There has been a lot of chatter in the blogger-sphere about the advent of Virtual eXtensible Local Area Network (VXLAN) and all the vendors that contributed to the standard as well as those that are planning on supporting the proposed IETF draft standard. In the next couple of articles I will attempt to describe how VXLAN is supposed to work as well as give you an idea of when you should consider implementing it, and how to implement it in your VMware Infrastructure (VI).
The basic use case for VXLAN is to connect two or more layer three (L3) networks and make them look like they share the same layer two (L2) domain. This would allow for virtual machines to live in two disparate networks yet still operate as if they were attached to the same L2. See section 3 of the VXLAN IETF draft as it addresses the networking problems that VXLAN is attempting to solve a lot better than I ever could.
To operate a VXLAN needs a couple of components in place:
- Multicast support, IGMP and PIM
- VXLAN Network Identifier (VNI)
- VXLAN Gateway
- VXLAN Tunnel End Point (VTEP)
- VXLAN Segment/VXLAN Overlay Network
VXLAN is an L2 overlay over an L3 network. Each overlay network is known as a VXLAN Segment and identified by a unique 24-bit segment ID called a VXLAN Network Identifier (VNI). Only virtual machine on the same VNI are allowed to communicate with each other. Virtual machines are identified uniquely by the combination of their MAC addresses and VNI. As such it is possible to have duplicate MAC addresses in different VXLAN Segments without issue, but not in the same VXLAN Segments.
Figure 1: VXLAN Packet Header
The original L2 packet that the virtual machines send out is encapsulated in a VXLAN header that includes the VNI associated with the VXLAN Segments that the virtual machine belongs to. The resulting packet is then wrapped in a UDP->IP->Ethernet packet for final delivery on the transport network. Due to this encapsulation you can think of VXLAN as a tunneling scheme with the ESX hosts making up the VXLAN Tunnel End Points (VTEP). The VTEPs are responsible for encapsulating the virtual machine traffic in a VXLAN header as well as stripping it off and presenting the destination virtual machine with the original L2 packet.
The encapsulation is comprised of the following modifications from standard UDP, IP and Ethernet frames:
Destination Address – This is set to the MAC address of the destination VTEP if it is local of to that of the next hop device, usually a router, when the destination VTEP is on a different L3 network.
VLAN – This is optional in a VXLAN implementation and will be designated by an ethertype of 0x8100 and have an associated VLAN ID tag.
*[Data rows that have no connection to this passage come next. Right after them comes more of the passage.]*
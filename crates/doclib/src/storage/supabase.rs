use async_trait::async_trait;
use reqwest::{Method, StatusCode};
use serde::Serialize;

use super::{validate_path, BlobStore};
use crate::error::StorageError;
use crate::supabase::{RemoteError, SupabaseClient, BUCKET};

/// Blobs in the `pdfs` bucket of Supabase Storage.
pub struct SupabaseBlobStore {
    client: SupabaseClient,
}

#[derive(Serialize)]
struct RemoveRequest<'a> {
    prefixes: [&'a str; 1],
}

impl SupabaseBlobStore {
    pub fn new(client: SupabaseClient) -> Self {
        Self { client }
    }
}

#[async_trait]
impl BlobStore for SupabaseBlobStore {
    async fn put(&self, path: &str, bytes: &[u8], content_type: &str) -> Result<(), StorageError> {
        validate_path(path)?;
        let url = self.client.endpoint(&["storage", "v1", "object", BUCKET, path])?;

        let request = self
            .client
            .request(Method::POST, url)
            .header(reqwest::header::CONTENT_TYPE, content_type)
            .header("x-upsert", "false")
            .body(bytes.to_vec());

        match self.client.send(request).await {
            Ok(_) => {
                log::debug!("Uploaded {} ({} bytes) to bucket {}", path, bytes.len(), BUCKET);
                Ok(())
            }
            // Storage reports duplicates as 409, or as 400 with a 409 body.
            Err(RemoteError::Status { status, ref body })
                if status == StatusCode::CONFLICT.as_u16() || body.contains("\"409\"") =>
            {
                Err(StorageError::BlobExists(path.to_string()))
            }
            Err(e) => Err(e.into()),
        }
    }

    async fn remove(&self, path: &str) -> Result<(), StorageError> {
        validate_path(path)?;
        let url = self.client.endpoint(&["storage", "v1", "object", BUCKET])?;

        let request = self
            .client
            .request(Method::DELETE, url)
            .json(&RemoveRequest { prefixes: [path] });

        self.client.send(request).await?;
        Ok(())
    }

    async fn fetch(&self, path: &str) -> Result<Option<Vec<u8>>, StorageError> {
        validate_path(path)?;
        let url = self
            .client
            .endpoint(&["storage", "v1", "object", "public", BUCKET, path])?;

        let request = self.client.request(Method::GET, url);
        match self.client.send(request).await {
            Ok(response) => {
                let bytes = response
                    .bytes()
                    .await
                    .map_err(|e| StorageError::Remote(RemoteError::Request(e)))?;
                Ok(Some(bytes.to_vec()))
            }
            Err(RemoteError::Status { status, .. })
                if status == StatusCode::NOT_FOUND.as_u16()
                    || status == StatusCode::BAD_REQUEST.as_u16() =>
            {
                Ok(None)
            }
            Err(e) => Err(e.into()),
        }
    }

    fn resolve_url(&self, path: &str) -> String {
        self.client
            .display_endpoint(&["storage", "v1", "object", "public", BUCKET, path])
    }
}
Ethertype – This is set to 0x0800 as the payload packet is an IPv4 packet. The initial VXLAN draft does not include an IPv6 implementation, but it is planned for the next draft.
Protocol – Set 0x11 to indicate that the frame contains a UDP packet
Source IP – IP address of originating VTEP
Destination IP – IP address of target VTEP. If this is not known, as in the case of a target virtual machine that the VTEP has not targeted before, a discovery process needs to be done by originating VTEP. This is done in a couple of steps:
- Destination IP is replaced with the IP multicast group corresponding to the VNI of the originating virtual machine
- All VTEPs that have subscribed to the IP multicast group receive the frame and decapsulate it learning the mapping of source virtual machine MAC address and host VTEP
- The host VTEP of the destination virtual machine will then send the virtual machines response to the originating VTEP using its destination IP address as it learned this from the original multicast frame
- The Source VTEP adds the new mapping of VTEP to virtual machine MAC address to its tables for future packets
Source Port – Set by transmitting VTEP
VXLAN Port – IANA assigned VXLAN Port. This has not been assigned yet
UDP Checksum – This should be set to 0x0000. If the checksum is not set to 0x0000 by the source VTEP, then the receiving VTEP should verify the checksum and if not correct, the frame must be dropped and not decapsulated.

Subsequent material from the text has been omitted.